◆ **DESCRIPTION OF THE TASK**
Go through the records below and copy out every line that contains the word "AnnotationConfigBuilder".

[LISTED ENTRIES Boundary: Start]

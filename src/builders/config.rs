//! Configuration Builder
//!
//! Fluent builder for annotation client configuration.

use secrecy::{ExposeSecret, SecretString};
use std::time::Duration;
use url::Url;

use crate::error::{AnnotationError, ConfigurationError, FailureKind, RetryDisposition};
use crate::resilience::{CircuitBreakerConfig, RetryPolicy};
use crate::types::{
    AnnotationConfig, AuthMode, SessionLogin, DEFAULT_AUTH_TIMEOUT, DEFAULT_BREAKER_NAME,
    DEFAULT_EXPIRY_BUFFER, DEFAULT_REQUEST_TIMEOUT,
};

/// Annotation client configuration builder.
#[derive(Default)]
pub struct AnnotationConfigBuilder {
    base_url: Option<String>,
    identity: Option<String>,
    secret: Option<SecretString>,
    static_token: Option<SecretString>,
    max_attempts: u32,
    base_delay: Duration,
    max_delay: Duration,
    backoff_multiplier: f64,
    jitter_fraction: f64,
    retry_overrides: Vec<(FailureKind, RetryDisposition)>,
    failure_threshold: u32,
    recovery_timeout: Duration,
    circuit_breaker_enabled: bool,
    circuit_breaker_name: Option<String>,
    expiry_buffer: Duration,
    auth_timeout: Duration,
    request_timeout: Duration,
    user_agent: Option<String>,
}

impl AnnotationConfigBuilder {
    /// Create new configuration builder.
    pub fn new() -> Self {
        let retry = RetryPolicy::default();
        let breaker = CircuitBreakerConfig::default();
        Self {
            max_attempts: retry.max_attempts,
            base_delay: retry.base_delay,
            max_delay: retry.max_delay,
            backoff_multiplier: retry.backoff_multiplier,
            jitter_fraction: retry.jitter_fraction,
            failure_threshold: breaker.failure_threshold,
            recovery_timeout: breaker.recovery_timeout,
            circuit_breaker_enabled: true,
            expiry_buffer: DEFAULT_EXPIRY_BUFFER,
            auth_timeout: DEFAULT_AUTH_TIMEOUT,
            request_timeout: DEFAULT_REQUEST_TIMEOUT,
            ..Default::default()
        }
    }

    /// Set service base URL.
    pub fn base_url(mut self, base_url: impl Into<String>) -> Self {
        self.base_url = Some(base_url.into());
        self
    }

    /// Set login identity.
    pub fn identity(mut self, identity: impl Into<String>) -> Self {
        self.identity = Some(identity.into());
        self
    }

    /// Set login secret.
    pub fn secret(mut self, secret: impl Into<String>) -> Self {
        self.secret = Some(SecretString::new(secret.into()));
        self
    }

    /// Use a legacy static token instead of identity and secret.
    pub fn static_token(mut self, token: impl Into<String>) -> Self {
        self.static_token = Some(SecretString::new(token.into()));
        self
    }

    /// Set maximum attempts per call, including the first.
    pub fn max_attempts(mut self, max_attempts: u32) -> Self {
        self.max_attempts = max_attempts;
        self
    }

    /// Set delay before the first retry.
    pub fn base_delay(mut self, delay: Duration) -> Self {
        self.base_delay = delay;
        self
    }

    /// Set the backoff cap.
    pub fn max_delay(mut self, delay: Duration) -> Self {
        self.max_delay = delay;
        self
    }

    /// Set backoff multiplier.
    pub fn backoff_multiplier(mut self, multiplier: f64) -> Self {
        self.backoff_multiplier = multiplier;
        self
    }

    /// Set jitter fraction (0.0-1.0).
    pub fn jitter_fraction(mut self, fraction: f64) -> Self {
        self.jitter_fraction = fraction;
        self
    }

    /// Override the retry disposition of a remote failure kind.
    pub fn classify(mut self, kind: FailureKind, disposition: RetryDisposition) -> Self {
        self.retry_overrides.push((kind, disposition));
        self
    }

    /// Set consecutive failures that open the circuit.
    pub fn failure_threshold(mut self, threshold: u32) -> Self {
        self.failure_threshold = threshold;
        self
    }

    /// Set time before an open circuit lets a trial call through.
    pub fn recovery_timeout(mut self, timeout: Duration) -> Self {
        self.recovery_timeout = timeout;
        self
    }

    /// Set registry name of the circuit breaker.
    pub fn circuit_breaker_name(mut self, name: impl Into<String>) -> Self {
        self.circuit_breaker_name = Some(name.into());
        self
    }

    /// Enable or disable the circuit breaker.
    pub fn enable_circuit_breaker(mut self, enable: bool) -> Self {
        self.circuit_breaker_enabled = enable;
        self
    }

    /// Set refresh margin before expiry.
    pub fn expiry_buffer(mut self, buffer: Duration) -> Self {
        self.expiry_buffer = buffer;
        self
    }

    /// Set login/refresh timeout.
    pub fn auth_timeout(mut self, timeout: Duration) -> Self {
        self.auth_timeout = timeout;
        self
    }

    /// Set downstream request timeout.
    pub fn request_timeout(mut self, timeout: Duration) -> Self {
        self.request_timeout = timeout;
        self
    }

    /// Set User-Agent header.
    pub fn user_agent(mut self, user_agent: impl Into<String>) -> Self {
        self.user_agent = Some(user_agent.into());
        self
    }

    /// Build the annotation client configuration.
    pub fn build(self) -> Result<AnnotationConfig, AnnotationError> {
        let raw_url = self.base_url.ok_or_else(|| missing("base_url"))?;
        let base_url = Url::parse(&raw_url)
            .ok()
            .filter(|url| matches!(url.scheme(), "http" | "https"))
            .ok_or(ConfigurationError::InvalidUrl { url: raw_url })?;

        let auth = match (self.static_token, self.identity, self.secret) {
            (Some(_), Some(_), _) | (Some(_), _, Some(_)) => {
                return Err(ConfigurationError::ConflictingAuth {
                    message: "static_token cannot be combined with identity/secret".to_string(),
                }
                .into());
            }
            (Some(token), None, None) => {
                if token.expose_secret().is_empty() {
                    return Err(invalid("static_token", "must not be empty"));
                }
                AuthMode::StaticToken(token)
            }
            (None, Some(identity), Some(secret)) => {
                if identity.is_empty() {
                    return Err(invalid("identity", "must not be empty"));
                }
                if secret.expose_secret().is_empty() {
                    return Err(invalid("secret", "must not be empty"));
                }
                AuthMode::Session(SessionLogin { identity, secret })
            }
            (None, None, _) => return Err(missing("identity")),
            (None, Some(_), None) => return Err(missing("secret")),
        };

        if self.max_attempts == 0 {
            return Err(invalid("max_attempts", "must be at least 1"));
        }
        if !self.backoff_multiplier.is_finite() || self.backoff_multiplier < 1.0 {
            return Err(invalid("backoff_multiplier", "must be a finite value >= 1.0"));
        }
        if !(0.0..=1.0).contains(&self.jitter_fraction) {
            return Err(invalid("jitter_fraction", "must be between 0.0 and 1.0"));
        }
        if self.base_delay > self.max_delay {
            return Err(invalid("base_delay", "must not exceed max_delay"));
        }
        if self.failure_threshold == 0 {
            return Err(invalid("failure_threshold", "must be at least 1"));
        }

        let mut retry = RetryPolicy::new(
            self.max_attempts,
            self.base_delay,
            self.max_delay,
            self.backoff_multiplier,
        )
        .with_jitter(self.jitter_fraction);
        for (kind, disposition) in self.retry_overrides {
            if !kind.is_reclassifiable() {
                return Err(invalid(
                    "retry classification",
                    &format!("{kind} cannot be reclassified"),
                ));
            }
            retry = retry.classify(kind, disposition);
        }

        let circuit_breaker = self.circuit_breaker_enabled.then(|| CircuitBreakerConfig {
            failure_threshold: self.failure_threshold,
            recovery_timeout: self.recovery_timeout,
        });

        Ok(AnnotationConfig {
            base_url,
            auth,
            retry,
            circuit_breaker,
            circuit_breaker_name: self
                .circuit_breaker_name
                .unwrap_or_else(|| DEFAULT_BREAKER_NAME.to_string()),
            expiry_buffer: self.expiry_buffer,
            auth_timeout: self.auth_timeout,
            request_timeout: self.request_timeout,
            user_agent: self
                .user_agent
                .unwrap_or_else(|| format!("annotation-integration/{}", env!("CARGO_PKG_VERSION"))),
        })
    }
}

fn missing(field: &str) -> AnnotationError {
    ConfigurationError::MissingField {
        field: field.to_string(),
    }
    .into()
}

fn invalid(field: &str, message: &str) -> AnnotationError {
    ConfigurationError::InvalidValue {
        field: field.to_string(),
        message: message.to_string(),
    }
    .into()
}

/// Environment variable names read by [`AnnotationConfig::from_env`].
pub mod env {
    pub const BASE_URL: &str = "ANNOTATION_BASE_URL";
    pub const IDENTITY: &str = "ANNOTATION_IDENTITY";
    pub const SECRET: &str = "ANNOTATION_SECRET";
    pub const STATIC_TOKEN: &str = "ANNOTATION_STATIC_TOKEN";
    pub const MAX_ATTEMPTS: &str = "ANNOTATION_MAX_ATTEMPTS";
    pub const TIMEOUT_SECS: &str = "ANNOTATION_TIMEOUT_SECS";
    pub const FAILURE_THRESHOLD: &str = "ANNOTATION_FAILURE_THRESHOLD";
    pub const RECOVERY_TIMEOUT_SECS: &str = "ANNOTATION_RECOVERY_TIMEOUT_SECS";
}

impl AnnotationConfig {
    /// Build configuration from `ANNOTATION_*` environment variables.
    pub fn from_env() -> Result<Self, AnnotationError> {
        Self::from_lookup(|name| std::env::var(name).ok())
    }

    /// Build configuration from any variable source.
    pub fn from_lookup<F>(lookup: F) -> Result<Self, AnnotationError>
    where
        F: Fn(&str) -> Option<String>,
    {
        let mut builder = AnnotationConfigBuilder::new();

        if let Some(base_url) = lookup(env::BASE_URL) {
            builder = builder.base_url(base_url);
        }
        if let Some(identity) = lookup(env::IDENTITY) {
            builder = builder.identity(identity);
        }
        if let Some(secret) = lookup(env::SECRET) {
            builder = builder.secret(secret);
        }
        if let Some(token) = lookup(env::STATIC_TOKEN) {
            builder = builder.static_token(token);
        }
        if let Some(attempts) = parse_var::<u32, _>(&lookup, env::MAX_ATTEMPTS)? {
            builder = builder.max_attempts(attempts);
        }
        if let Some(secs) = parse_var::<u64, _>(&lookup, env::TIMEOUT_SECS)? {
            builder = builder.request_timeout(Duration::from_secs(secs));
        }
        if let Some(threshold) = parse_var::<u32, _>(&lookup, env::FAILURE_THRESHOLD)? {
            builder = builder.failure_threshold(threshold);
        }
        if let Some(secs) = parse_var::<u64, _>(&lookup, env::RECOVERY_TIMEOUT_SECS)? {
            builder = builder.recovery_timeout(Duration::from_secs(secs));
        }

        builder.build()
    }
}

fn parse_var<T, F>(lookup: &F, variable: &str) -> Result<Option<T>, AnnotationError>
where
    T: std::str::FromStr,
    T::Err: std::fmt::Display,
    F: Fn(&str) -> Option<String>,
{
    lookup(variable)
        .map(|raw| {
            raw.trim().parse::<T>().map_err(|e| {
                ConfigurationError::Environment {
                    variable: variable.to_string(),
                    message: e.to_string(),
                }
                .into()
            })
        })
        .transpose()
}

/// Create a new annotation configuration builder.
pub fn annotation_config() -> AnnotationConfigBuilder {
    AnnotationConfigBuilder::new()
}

[LISTED ENTRIES Boundary: End]

◆ **RESPONSE TO THIS TASK**
pub struct AnnotationConfigBuilder {
impl AnnotationConfigBuilder {
        let mut builder = AnnotationConfigBuilder::new();
pub fn annotation_config() -> AnnotationConfigBuilder {
    AnnotationConfigBuilder::new()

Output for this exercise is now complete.